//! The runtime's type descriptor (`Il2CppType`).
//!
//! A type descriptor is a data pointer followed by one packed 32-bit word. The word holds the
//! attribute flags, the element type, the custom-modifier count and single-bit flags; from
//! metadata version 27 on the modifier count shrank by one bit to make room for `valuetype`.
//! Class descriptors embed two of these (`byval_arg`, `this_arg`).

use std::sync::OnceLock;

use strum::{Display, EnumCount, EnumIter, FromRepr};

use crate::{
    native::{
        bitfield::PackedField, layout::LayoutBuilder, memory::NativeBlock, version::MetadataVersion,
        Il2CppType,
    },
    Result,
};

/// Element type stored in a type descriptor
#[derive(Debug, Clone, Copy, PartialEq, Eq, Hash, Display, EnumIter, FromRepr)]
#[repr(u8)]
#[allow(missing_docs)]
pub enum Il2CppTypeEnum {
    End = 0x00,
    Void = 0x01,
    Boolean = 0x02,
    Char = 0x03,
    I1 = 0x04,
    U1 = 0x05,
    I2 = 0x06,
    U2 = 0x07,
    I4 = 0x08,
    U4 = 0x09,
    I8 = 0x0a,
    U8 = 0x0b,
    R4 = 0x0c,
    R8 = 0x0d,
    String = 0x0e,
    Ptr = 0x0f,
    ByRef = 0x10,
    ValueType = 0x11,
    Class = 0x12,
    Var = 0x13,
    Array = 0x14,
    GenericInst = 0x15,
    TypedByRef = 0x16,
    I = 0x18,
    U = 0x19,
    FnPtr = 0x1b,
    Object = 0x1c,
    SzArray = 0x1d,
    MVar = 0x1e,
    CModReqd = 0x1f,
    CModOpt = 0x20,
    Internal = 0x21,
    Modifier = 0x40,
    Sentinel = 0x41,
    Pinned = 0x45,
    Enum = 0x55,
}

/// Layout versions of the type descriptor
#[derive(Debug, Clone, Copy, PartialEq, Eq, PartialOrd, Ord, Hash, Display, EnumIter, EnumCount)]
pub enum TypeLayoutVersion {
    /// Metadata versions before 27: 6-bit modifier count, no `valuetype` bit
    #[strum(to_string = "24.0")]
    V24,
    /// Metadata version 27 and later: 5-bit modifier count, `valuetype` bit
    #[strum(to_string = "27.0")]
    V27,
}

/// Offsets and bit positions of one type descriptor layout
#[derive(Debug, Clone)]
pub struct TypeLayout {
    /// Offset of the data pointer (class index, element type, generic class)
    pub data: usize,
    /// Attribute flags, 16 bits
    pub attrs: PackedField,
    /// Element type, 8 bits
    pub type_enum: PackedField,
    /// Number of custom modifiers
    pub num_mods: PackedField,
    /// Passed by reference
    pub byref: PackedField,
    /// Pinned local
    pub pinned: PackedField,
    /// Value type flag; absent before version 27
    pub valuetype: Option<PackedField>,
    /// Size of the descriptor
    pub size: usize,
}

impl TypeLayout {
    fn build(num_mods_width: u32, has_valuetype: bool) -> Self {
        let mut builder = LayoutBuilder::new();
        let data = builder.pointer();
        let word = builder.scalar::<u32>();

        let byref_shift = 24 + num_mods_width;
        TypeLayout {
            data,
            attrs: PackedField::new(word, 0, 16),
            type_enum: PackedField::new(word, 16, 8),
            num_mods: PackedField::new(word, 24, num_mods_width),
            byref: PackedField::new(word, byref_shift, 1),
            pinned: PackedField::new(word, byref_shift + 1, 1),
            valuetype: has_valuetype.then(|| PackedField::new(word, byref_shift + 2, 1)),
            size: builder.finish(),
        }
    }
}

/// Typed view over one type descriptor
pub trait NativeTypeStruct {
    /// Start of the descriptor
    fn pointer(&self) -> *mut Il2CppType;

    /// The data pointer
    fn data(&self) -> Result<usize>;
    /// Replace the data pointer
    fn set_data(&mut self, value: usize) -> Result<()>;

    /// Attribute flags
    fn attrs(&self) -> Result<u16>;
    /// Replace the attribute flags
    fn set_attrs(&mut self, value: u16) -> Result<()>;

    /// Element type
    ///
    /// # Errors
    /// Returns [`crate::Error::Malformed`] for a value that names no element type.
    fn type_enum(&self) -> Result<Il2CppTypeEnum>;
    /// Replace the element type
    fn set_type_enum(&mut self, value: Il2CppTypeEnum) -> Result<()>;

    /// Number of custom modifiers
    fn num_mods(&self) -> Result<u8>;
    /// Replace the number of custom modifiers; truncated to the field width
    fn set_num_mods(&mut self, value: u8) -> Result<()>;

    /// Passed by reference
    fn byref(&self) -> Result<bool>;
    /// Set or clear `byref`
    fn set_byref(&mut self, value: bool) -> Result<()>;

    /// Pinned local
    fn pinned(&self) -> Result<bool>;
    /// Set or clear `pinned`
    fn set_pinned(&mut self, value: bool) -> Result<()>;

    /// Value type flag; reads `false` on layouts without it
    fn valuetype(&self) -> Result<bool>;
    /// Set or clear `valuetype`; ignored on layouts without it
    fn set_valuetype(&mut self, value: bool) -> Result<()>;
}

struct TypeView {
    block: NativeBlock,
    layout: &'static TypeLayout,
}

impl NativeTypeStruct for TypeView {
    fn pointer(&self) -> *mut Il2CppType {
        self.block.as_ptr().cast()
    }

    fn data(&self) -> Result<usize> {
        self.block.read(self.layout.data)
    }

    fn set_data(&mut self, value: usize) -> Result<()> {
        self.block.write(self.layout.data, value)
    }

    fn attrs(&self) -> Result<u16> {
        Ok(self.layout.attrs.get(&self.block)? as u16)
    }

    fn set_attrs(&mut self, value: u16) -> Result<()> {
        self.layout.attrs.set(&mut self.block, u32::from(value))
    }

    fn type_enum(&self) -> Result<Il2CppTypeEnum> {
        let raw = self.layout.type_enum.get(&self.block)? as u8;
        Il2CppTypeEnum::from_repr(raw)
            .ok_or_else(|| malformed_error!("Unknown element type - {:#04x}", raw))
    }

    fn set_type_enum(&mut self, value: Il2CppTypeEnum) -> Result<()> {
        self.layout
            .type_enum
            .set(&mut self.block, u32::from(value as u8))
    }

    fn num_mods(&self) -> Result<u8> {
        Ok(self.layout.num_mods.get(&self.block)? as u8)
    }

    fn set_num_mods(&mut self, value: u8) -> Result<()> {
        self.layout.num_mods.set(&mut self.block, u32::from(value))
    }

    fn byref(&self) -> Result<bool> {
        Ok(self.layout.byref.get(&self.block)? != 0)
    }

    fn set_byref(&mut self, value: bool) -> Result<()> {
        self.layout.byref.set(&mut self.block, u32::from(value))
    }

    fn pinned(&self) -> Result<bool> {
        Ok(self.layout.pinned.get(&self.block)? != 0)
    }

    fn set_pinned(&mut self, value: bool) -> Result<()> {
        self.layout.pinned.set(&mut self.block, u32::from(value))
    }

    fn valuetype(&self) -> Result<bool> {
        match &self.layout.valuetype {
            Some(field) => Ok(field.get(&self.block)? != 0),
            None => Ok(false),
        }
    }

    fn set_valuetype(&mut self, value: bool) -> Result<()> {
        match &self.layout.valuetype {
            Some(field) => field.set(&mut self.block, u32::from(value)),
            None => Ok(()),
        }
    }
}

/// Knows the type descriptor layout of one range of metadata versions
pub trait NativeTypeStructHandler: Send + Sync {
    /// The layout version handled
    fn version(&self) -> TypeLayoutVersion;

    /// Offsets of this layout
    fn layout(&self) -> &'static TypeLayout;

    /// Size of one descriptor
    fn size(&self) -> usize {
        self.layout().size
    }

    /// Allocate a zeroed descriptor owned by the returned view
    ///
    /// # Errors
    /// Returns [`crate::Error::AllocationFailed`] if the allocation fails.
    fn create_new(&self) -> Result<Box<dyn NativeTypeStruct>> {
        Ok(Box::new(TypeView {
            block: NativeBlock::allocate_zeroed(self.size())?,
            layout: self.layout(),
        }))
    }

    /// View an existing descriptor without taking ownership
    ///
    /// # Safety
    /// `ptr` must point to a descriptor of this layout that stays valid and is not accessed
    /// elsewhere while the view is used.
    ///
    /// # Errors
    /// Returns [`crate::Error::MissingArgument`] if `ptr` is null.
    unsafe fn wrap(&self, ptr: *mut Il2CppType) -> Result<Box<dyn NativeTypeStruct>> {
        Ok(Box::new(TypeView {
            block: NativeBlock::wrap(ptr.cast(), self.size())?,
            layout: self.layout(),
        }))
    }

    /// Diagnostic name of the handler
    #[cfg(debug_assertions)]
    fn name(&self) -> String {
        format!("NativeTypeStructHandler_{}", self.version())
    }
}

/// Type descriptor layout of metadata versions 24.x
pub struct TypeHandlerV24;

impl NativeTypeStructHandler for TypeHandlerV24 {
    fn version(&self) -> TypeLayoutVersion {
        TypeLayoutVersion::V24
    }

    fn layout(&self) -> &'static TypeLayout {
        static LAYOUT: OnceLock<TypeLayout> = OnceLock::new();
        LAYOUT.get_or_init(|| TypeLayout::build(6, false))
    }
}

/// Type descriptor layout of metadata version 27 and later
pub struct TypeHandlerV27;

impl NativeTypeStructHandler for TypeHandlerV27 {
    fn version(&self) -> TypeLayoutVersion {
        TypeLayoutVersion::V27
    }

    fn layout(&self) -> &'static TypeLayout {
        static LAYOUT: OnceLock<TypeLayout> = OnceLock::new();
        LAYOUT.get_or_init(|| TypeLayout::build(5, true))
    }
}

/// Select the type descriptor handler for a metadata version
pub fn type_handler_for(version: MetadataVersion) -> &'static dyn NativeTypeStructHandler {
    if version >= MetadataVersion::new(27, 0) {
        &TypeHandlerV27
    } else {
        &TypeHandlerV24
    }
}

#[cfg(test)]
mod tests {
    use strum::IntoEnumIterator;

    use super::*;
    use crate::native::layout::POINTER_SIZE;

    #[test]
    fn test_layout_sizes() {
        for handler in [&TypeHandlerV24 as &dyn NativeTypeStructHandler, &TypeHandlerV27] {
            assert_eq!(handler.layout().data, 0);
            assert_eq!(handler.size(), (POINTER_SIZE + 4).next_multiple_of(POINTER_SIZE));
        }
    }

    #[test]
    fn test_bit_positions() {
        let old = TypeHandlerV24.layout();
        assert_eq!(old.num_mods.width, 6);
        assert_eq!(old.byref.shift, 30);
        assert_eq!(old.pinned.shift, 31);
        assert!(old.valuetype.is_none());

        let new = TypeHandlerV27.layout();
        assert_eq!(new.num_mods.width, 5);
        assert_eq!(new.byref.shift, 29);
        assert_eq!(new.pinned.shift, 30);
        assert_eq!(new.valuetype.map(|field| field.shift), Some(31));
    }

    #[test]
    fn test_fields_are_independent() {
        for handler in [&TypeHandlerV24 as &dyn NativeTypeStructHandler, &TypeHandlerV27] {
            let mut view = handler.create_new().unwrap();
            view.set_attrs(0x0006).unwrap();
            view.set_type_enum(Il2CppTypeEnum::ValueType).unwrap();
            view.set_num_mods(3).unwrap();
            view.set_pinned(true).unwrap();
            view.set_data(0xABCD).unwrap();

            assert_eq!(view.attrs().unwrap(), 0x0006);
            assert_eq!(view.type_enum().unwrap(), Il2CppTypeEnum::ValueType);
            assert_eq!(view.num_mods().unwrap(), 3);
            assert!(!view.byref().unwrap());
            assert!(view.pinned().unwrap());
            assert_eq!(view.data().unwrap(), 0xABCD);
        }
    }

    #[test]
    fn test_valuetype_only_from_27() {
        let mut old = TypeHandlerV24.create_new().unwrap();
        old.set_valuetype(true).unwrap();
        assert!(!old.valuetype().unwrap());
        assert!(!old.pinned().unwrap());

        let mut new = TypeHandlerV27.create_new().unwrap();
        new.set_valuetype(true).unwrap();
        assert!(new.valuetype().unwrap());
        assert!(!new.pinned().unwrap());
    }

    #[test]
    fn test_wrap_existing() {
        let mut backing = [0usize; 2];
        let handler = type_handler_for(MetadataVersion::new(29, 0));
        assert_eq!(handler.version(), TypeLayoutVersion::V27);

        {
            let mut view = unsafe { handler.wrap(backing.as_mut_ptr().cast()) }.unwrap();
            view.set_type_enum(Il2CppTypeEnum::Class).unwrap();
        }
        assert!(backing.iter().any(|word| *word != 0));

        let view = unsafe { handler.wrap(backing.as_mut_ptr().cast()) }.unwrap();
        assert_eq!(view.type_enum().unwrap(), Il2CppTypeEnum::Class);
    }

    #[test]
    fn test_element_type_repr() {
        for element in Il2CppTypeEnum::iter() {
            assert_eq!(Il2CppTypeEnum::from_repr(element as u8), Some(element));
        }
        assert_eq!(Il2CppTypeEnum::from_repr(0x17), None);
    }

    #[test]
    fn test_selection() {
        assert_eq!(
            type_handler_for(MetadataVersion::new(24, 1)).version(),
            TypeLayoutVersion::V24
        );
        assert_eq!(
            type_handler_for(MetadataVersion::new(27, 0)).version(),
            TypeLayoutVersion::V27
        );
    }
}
········
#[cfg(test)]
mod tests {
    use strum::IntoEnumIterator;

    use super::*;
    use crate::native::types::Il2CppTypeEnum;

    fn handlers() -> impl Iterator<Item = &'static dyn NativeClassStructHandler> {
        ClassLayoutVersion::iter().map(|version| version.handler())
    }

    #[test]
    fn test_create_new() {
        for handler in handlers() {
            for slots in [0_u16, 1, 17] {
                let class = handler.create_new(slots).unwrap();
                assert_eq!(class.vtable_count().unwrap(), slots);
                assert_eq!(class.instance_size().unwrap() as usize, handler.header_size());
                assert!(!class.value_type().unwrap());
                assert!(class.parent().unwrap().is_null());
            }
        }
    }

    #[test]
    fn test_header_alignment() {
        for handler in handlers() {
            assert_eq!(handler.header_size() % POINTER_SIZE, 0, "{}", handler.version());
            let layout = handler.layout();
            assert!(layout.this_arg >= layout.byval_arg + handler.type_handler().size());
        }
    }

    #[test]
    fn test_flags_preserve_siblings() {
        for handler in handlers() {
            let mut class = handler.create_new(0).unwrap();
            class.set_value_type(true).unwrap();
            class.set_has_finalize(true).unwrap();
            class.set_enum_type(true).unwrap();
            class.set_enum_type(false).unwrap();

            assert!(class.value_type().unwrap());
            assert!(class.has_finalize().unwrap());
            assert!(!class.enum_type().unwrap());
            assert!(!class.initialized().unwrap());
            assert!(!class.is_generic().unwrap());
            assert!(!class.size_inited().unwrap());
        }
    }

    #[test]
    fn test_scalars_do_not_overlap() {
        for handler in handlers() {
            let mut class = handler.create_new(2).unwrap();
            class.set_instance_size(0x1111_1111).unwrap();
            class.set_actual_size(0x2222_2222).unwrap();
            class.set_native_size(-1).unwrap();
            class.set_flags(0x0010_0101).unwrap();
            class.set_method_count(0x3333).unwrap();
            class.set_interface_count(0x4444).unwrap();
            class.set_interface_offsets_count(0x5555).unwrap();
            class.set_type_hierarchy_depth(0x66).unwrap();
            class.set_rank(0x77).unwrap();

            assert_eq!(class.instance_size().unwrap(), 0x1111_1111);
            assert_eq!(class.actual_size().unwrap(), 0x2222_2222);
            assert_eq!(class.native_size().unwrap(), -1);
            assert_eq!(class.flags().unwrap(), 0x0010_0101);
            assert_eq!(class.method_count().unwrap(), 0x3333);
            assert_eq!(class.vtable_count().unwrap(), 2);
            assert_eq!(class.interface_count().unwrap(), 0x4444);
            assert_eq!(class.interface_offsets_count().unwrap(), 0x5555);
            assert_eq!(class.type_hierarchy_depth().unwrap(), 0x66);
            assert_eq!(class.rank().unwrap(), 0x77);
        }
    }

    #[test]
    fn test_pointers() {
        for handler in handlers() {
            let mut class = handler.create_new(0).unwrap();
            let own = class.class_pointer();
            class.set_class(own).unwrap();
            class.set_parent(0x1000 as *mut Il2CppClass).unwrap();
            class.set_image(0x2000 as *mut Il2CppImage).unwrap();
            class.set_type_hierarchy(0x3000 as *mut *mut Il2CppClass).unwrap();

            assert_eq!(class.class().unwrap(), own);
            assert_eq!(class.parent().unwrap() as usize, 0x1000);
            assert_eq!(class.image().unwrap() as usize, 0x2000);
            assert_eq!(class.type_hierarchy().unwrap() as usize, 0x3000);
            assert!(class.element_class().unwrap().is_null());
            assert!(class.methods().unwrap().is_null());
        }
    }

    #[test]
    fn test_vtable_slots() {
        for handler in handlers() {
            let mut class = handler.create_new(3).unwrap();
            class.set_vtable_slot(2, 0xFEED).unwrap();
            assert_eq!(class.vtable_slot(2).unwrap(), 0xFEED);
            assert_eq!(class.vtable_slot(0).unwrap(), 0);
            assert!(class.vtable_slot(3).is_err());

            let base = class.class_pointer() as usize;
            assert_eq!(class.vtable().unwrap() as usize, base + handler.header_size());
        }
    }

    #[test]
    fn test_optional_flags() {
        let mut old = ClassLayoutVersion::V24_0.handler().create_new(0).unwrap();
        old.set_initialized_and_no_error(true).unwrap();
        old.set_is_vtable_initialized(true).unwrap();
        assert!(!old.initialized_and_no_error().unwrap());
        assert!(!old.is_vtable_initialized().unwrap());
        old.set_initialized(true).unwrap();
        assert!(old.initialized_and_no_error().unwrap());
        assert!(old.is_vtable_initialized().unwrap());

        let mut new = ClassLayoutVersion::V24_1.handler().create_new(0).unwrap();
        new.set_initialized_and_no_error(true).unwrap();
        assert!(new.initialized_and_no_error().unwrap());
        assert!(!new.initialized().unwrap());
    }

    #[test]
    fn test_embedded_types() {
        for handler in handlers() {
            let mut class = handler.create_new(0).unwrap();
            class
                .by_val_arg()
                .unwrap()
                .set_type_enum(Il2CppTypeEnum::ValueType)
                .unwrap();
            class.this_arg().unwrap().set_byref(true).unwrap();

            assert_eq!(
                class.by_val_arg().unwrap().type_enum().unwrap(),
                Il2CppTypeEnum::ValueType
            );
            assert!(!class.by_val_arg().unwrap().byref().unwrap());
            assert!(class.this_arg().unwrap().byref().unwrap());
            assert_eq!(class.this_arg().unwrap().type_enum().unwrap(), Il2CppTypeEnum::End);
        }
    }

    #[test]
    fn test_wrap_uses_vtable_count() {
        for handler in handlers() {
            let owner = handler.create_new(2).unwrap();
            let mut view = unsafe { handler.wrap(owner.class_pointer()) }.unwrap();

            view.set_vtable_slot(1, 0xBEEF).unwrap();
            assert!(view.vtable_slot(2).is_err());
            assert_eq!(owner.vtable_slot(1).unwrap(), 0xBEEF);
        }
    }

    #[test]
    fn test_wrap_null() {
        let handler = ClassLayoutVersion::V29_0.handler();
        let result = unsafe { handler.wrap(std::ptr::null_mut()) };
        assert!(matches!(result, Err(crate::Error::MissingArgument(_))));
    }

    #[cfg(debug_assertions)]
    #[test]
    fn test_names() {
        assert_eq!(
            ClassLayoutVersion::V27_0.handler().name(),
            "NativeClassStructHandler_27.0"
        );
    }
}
········
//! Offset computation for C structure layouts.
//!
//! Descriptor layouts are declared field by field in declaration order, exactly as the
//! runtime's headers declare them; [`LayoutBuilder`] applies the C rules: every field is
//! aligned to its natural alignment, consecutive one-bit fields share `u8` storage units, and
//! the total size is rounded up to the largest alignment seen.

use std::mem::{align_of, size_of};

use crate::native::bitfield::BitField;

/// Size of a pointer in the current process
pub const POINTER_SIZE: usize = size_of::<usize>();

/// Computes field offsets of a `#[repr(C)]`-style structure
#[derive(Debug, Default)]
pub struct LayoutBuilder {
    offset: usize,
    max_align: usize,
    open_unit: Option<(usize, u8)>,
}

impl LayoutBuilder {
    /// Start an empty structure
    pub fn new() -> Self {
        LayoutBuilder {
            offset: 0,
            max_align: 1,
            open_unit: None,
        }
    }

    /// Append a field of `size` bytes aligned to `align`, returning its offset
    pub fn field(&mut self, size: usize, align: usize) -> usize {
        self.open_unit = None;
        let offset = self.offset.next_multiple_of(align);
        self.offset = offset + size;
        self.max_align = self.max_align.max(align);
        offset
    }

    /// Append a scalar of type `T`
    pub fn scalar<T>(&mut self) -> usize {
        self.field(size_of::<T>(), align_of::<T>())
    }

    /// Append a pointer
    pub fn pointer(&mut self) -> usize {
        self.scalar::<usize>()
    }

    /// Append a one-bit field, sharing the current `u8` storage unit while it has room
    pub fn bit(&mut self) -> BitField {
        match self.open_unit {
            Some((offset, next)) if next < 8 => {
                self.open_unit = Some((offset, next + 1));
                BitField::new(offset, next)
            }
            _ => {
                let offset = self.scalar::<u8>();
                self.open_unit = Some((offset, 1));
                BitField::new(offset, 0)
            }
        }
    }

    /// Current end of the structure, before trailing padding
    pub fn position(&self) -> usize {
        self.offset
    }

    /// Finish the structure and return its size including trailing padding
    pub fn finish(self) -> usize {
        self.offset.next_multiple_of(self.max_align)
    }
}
········
Gather up, from the records above, each line where the word "storage" appears.

> Response below:
//! aligned to its natural alignment, consecutive one-bit fields share `u8` storage units, and
    /// Append a one-bit field, sharing the current `u8` storage unit while it has room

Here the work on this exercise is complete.